_images/wavespectra_logo.png

Partitioning#

Spectral partitioning splits the wave spectrum into components such as wind sea and swells, so integrated parameters can be calculated for each individual wave system. Most methods in wavespectra are based on the watershed algorithm of Hanson et al. (2009) implemented in spectral wave models such as WW3 and SWAN.

The partitioning methods are available from the spec.partition namespace (in version 4 this namespace replaced the previous partition method, see Migrating from v3 to v4):

The PTM methods are named after the convention in the WAVEWATCHIII spectral wave model from which they were derived (TRACK runs one of the partitioning methods and tracks the partitions in time).

The HP01 method implements the combining of nearby swell partitions (in spectral space) described in Hanson and Phillips (2001) and Hanson et al. (2009).
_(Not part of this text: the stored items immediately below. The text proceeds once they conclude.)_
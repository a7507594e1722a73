use crate::commands::connect;
use common::error::OpsError;
use provisioner::{ensure_database, schema};
use tokio::runtime::Runtime;

pub fn handle_database() -> Result<(), OpsError> {
    let (settings, client) = connect()?;
    let runtime = Runtime::new().map_err(OpsError::provision)?;
    runtime.block_on(ensure_database(
        &client,
        &schema::occasionton_database(&settings.database_id),
    ))?;
    Ok(())
}
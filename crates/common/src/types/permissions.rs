use std::fmt::{self, Display, Formatter};

/// One access-control rule in the platform's `action("role")` string form.
#[derive(Debug, Clone, Copy, PartialEq, Eq)]
pub struct Permission {
    pub action: PermissionAction,
    pub role: Role,
}

impl Permission {
    pub fn new(action: PermissionAction, role: Role) -> Self {
        Self { action, role }
    }
}

#[derive(Debug, Clone, Copy, PartialEq, Eq)]
pub enum PermissionAction {
    Read,
    Write,
    Update,
    Delete,
}

#[derive(Debug, Clone, Copy, PartialEq, Eq)]
pub enum Role {
    Any,
    Users,
    Guests,
}

impl Display for PermissionAction {
    fn fmt(&self, f: &mut Formatter<'_>) -> fmt::Result {
        match self {
            PermissionAction::Read => write!(f, "read"),
            PermissionAction::Write => write!(f, "write"),
            PermissionAction::Update => write!(f, "update"),
            PermissionAction::Delete => write!(f, "delete"),
        }
    }
}

impl Display for Role {
    fn fmt(&self, f: &mut Formatter<'_>) -> fmt::Result {
        match self {
            Role::Any => write!(f, "any"),
            Role::Users => write!(f, "users"),
            Role::Guests => write!(f, "guests"),
        }
    }
}

impl Display for Permission {
    fn fmt(&self, f: &mut Formatter<'_>) -> fmt::Result {
        write!(f, "{}(\"{}\")", self.action, self.role)
    }
}

/// Read/write/update/delete for any actor. Both the events collection and
/// the image bucket are provisioned wide open.
pub fn open_access() -> Vec<Permission> {
    vec![
        Permission::new(PermissionAction::Read, Role::Any),
        Permission::new(PermissionAction::Write, Role::Any),
        Permission::new(PermissionAction::Update, Role::Any),
        Permission::new(PermissionAction::Delete, Role::Any),
    ]
}

#[cfg(test)]
mod tests {
    use super::*;

    #[test]
    fn renders_platform_string_form() {
        let rule = Permission::new(PermissionAction::Read, Role::Any);
        assert_eq!(rule.to_string(), r#"read("any")"#);

        let rule = Permission::new(PermissionAction::Delete, Role::Users);
        assert_eq!(rule.to_string(), r#"delete("users")"#);
    }

    #[test]
    fn open_access_covers_all_actions() {
        let rendered: Vec<String> = open_access().iter().map(Permission::to_string).collect();
        assert_eq!(
            rendered,
            vec![
                r#"read("any")"#,
                r#"write("any")"#,
                r#"update("any")"#,
                r#"delete("any")"#,
            ]
        );
    }
}
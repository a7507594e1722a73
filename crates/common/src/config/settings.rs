use crate::config::error::ConfigError;
use std::env;

pub const ENV_ENDPOINT: &str = "APPWRITE_ENDPOINT";
pub const ENV_PROJECT_ID: &str = "APPWRITE_PROJECT_ID";
pub const ENV_API_KEY: &str = "APPWRITE_API_KEY";
pub const ENV_DATABASE_ID: &str = "APPWRITE_DATABASE_ID";
pub const ENV_EVENTS_COLLECTION_ID: &str = "APPWRITE_EVENTS_COLLECTION_ID";

/// Connection settings for the Appwrite project, read from the environment.
///
/// All five variables are required; a missing or blank value fails at
/// startup rather than surfacing as an opaque API error on the first call.
#[derive(Debug, Clone)]
pub struct AppwriteSettings {
    /// Base URL of the Appwrite REST API, including the `/v1` suffix.
    pub endpoint: String,
    pub project_id: String,
    pub api_key: String,
    pub database_id: String,
    pub events_collection_id: String,
}

impl AppwriteSettings {
    pub fn from_env() -> Result<Self, ConfigError> {
        let endpoint = require_var(ENV_ENDPOINT)?;
        if !endpoint.starts_with("http://") && !endpoint.starts_with("https://") {
            return Err(ConfigError::invalid_endpoint(endpoint));
        }

        Ok(Self {
            // Trailing slashes would double up when request paths are joined.
            endpoint: endpoint.trim_end_matches('/').to_string(),
            project_id: require_var(ENV_PROJECT_ID)?,
            api_key: require_var(ENV_API_KEY)?,
            database_id: require_var(ENV_DATABASE_ID)?,
            events_collection_id: require_var(ENV_EVENTS_COLLECTION_ID)?,
        })
    }
}

fn require_var(name: &str) -> Result<String, ConfigError> {
    match env::var(name) {
        Ok(value) if !value.trim().is_empty() => Ok(value),
        _ => Err(ConfigError::missing_var(name)),
    }
}

#[cfg(test)]
mod tests {
    use super::*;
    use test_utils::with_env;

    const ALL_SET: [(&str, Option<&str>); 5] = [
        (ENV_ENDPOINT, Some("https://cloud.appwrite.io/v1")),
        (ENV_PROJECT_ID, Some("occasionton")),
        (ENV_API_KEY, Some("standard_abc123")),
        (ENV_DATABASE_ID, Some("occasiontonDb")),
        (ENV_EVENTS_COLLECTION_ID, Some("eventsColId")),
    ];

    #[test]
    fn loads_when_all_variables_present() {
        let settings = with_env(&ALL_SET, || AppwriteSettings::from_env()).expect("should load");
        assert_eq!(settings.endpoint, "https://cloud.appwrite.io/v1");
        assert_eq!(settings.database_id, "occasiontonDb");
        assert_eq!(settings.events_collection_id, "eventsColId");
    }

    #[test]
    fn trims_trailing_slash_from_endpoint() {
        let mut vars = ALL_SET;
        vars[0] = (ENV_ENDPOINT, Some("https://appwrite.example.com/v1/"));
        let settings = with_env(&vars, || AppwriteSettings::from_env()).expect("should load");
        assert_eq!(settings.endpoint, "https://appwrite.example.com/v1");
    }

    #[test]
    fn rejects_missing_variable() {
        let mut vars = ALL_SET;
        vars[2] = (ENV_API_KEY, None);
        let err = with_env(&vars, || AppwriteSettings::from_env()).expect_err("should fail");
        assert!(matches!(err, ConfigError::MissingVar { .. }));
        assert!(err.to_string().contains(ENV_API_KEY));
    }

    #[test]
    fn rejects_blank_variable() {
        let mut vars = ALL_SET;
        vars[1] = (ENV_PROJECT_ID, Some("   "));
        let err = with_env(&vars, || AppwriteSettings::from_env()).expect_err("should fail");
        assert!(matches!(err, ConfigError::MissingVar { .. }));
    }

    #[test]
    fn rejects_non_http_endpoint() {
        let mut vars = ALL_SET;
        vars[0] = (ENV_ENDPOINT, Some("cloud.appwrite.io/v1"));
        let err = with_env(&vars, || AppwriteSettings::from_env()).expect_err("should fail");
        assert!(matches!(err, ConfigError::InvalidEndpoint { .. }));
    }
}
use crate::types::permissions::Permission;
use serde::{Deserialize, Serialize};

#[derive(Debug, Clone, PartialEq)]
pub struct DatabaseSpec {
    pub id: String,
    pub name: String,
    pub enabled: bool,
}

impl DatabaseSpec {
    pub fn new(id: impl Into<String>, name: impl Into<String>) -> Self {
        Self {
            id: id.into(),
            name: name.into(),
            enabled: true,
        }
    }
}

#[derive(Debug, Clone, PartialEq)]
pub struct BucketSpec {
    pub id: String,
    pub name: String,
    pub permissions: Vec<Permission>,
}

#[derive(Debug, Clone, PartialEq)]
pub struct CollectionSpec {
    pub id: String,
    pub name: String,
    pub permissions: Vec<Permission>,
    /// Attribute definitions in creation order. Order matters to the
    /// first-failure-aborts semantics of the provisioner.
    pub attributes: Vec<AttributeSpec>,
}

/// A typed field definition within a collection's schema.
#[derive(Debug, Clone, PartialEq, Serialize, Deserialize)]
pub struct AttributeSpec {
    pub key: String,
    pub kind: AttributeKind,
    pub required: bool,
    pub array: bool,
}

/// The backend only supports arrays of strings: an array attribute is a
/// `String` kind with [`AttributeSpec::array`] set, routed through the
/// string-attribute endpoint. Other kinds never carry the array flag here.
#[derive(Debug, Clone, Copy, PartialEq, Serialize, Deserialize)]
#[serde(rename_all = "camelCase")]
pub enum AttributeKind {
    String { size: u32 },
    Boolean,
    Integer,
    Float,
    DateTime,
}

impl AttributeSpec {
    pub fn string(key: impl Into<String>, size: u32, required: bool) -> Self {
        Self {
            key: key.into(),
            kind: AttributeKind::String { size },
            required,
            array: false,
        }
    }

    pub fn string_array(key: impl Into<String>, size: u32) -> Self {
        Self {
            key: key.into(),
            kind: AttributeKind::String { size },
            required: false,
            array: true,
        }
    }

    pub fn boolean(key: impl Into<String>, required: bool) -> Self {
        Self {
            key: key.into(),
            kind: AttributeKind::Boolean,
            required,
            array: false,
        }
    }

    pub fn integer(key: impl Into<String>, required: bool) -> Self {
        Self {
            key: key.into(),
            kind: AttributeKind::Integer,
            required,
            array: false,
        }
    }

    pub fn float(key: impl Into<String>, required: bool) -> Self {
        Self {
            key: key.into(),
            kind: AttributeKind::Float,
            required,
            array: false,
        }
    }

    pub fn datetime(key: impl Into<String>, required: bool) -> Self {
        Self {
            key: key.into(),
            kind: AttributeKind::DateTime,
            required,
            array: false,
        }
    }
}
Adjacent partitions are combined when the saddle point between them is high relative to the smaller of the two peaks, or when their peaks are close relative to the spectral spread of either partition and their mean directions agree. An exact number of swell partitions can be requested, in which case the least separated partitions are further combined until the requested number is reached.

The BBOX method is a custom method to split the energy density inside and outside a defined bounding box in spectral space.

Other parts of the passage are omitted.